*ABOUT THIS EXERCISE:*
In the data that follows, every line containing the word "history" should be returned.

*MATERIAL FOR THE TASK:*
//! Resolve command implementation

use crate::cli::ResolveArgs;
use crate::commands::Globals;
use crate::config_loader;
use crate::errors;
use crate::output::OutputWriter;
use crate::output_types::ResolveOutput;
use crate::storage;
use anyhow::Result;
use geotrack_core::models::AlertId;
use geotrack_core::GeotrackError;
use geotrack_store::LocationStore;

pub async fn execute(args: ResolveArgs, globals: &Globals, output: &OutputWriter) -> Result<()> {
    let config = config_loader::load_config(&globals.config_path, globals.overrides())?;
    let store = storage::open_store(&config.settings()).await?;

    let result = store.resolve(AlertId(args.id)).await;
    store.close().await;

    let changed = match result {
        Ok(changed) => changed,
        Err(GeotrackError::AlertNotFound { id }) => return Err(errors::alert_not_found(id).into()),
        Err(e) => return Err(e.into()),
    };

    if output.is_json() {
        return output.result(ResolveOutput { id: args.id, changed });
    }

    if changed {
        output.success(format!("Alert {} resolved", args.id));
    } else {
        output.info(format!("Alert {} was already resolved", args.id));
    }
    Ok(())
}
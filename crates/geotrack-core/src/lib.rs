//! GeoTrack Core - Domain models, decoding, and configuration
//!
//! This crate contains the core domain types and port definitions for the
//! GeoTrack system. It performs no I/O apart from reading and writing the
//! configuration file.

pub mod config;
pub mod error;
pub mod models;
pub mod nmea;
pub mod ports;

pub use error::{GeotrackError, Result};
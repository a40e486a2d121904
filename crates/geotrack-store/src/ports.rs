use async_trait::async_trait;
use chrono::{DateTime, Utc};
use geotrack_core::error::Result;
use geotrack_core::models::{Alert, AlertId, Fix, SystemEvent};
use serde::{Deserialize, Serialize};

/// Aggregate counters over the stored history
#[derive(Debug, Clone, Default, PartialEq, Eq, Serialize, Deserialize)]
pub struct StoreStats {
    pub total_fixes: u64,
    pub fixes_last_24h: u64,
    pub open_alerts: u64,
    /// Capture time of the most recent fix
    pub last_update: Option<DateTime<Utc>>,
}

/// Port for the append-only location and alert history
///
/// Writes are durable when the call returns. Only the tracking loop writes;
/// any number of readers may query concurrently.
#[async_trait]
pub trait LocationStore: Send + Sync {
    /// Append a fix and return its sequence number
    async fn append(&self, fix: &Fix) -> Result<i64>;

    /// The most recently appended fix
    async fn latest(&self) -> Result<Option<Fix>>;

    /// Fixes captured at or after `since`, ascending by capture time
    async fn since(&self, since: DateTime<Utc>) -> Result<Vec<Fix>>;

    /// Persist a new alert and return its identifier
    async fn append_alert(&self, alert: &Alert) -> Result<AlertId>;

    /// Record the outcome of a notification round for an alert
    async fn record_delivery(&self, id: AlertId, attempts: u32, success: bool) -> Result<()>;

    /// Mark an alert resolved
    ///
    /// Returns `false` if the alert was already resolved and
    /// `AlertNotFound` if no such alert exists.
    async fn resolve(&self, id: AlertId) -> Result<bool>;

    /// All unresolved alerts, oldest first
    async fn open_alerts(&self) -> Result<Vec<Alert>>;

    /// The most recent alerts, newest first
    async fn alerts(&self, limit: usize) -> Result<Vec<Alert>>;

    /// Persist an operational event
    async fn record_event(&self, event: &SystemEvent) -> Result<()>;

    /// Aggregate counters for status reporting
    async fn statistics(&self) -> Result<StoreStats>;
}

*SOLUTION TO THIS TASK:*
/// Aggregate counters over the stored history
/// Port for the append-only location and alert history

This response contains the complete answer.